---------- Extracted records ----------
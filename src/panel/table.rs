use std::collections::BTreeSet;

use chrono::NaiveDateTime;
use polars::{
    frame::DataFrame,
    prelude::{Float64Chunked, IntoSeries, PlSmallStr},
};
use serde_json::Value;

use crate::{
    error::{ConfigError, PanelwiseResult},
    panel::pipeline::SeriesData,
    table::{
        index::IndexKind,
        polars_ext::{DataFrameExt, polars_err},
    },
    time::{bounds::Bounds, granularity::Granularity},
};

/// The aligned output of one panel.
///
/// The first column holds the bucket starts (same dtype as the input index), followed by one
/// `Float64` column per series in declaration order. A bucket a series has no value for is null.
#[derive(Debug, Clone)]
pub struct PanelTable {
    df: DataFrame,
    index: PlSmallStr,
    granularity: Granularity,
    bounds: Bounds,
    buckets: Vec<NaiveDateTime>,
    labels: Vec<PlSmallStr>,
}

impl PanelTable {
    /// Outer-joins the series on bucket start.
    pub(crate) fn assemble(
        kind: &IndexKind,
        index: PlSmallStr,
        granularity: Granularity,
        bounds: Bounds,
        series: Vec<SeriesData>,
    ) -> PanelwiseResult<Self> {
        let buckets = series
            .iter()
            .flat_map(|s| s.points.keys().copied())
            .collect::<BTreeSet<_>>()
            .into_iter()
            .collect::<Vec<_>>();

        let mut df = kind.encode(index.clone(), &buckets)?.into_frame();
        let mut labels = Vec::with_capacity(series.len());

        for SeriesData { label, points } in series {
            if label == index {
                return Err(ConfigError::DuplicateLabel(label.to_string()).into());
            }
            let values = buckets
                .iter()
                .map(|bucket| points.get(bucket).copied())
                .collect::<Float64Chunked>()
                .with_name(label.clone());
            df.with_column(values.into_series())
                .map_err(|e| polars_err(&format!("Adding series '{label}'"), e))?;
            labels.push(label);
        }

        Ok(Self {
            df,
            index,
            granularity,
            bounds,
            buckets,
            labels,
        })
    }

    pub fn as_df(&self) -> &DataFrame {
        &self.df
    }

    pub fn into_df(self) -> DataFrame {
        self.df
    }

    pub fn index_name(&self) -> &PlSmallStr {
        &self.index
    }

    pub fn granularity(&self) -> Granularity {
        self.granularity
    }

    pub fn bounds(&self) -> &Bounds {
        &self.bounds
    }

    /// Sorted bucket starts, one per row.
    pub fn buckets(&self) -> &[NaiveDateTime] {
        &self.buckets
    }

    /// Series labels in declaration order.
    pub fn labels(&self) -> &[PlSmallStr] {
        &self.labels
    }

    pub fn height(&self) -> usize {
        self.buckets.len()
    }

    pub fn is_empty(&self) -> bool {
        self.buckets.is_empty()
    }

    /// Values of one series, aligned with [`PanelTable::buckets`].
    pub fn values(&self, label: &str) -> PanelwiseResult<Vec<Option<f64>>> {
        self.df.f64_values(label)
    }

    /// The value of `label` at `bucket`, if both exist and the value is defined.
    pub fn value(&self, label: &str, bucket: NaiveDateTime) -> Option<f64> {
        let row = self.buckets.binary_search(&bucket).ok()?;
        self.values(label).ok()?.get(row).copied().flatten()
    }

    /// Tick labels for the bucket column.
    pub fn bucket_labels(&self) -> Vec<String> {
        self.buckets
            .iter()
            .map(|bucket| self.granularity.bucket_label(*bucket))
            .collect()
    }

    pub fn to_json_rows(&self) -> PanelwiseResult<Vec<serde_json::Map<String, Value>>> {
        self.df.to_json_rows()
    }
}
----------
▶ Your objective: Exactly and only the lines from the line containing "pub fn value(&self, label: &str, bucket: NaiveDateTime)" through the final line of the records above must be returned.

▶ Written response:
    pub fn value(&self, label: &str, bucket: NaiveDateTime) -> Option<f64> {
        let row = self.buckets.binary_search(&bucket).ok()?;
        self.values(label).ok()?.get(row).copied().flatten()
    }

    /// Tick labels for the bucket column.
    pub fn bucket_labels(&self) -> Vec<String> {
        self.buckets
            .iter()
            .map(|bucket| self.granularity.bucket_label(*bucket))
            .collect()
    }

    pub fn to_json_rows(&self) -> PanelwiseResult<Vec<serde_json::Map<String, Value>>> {
        self.df.to_json_rows()
    }
}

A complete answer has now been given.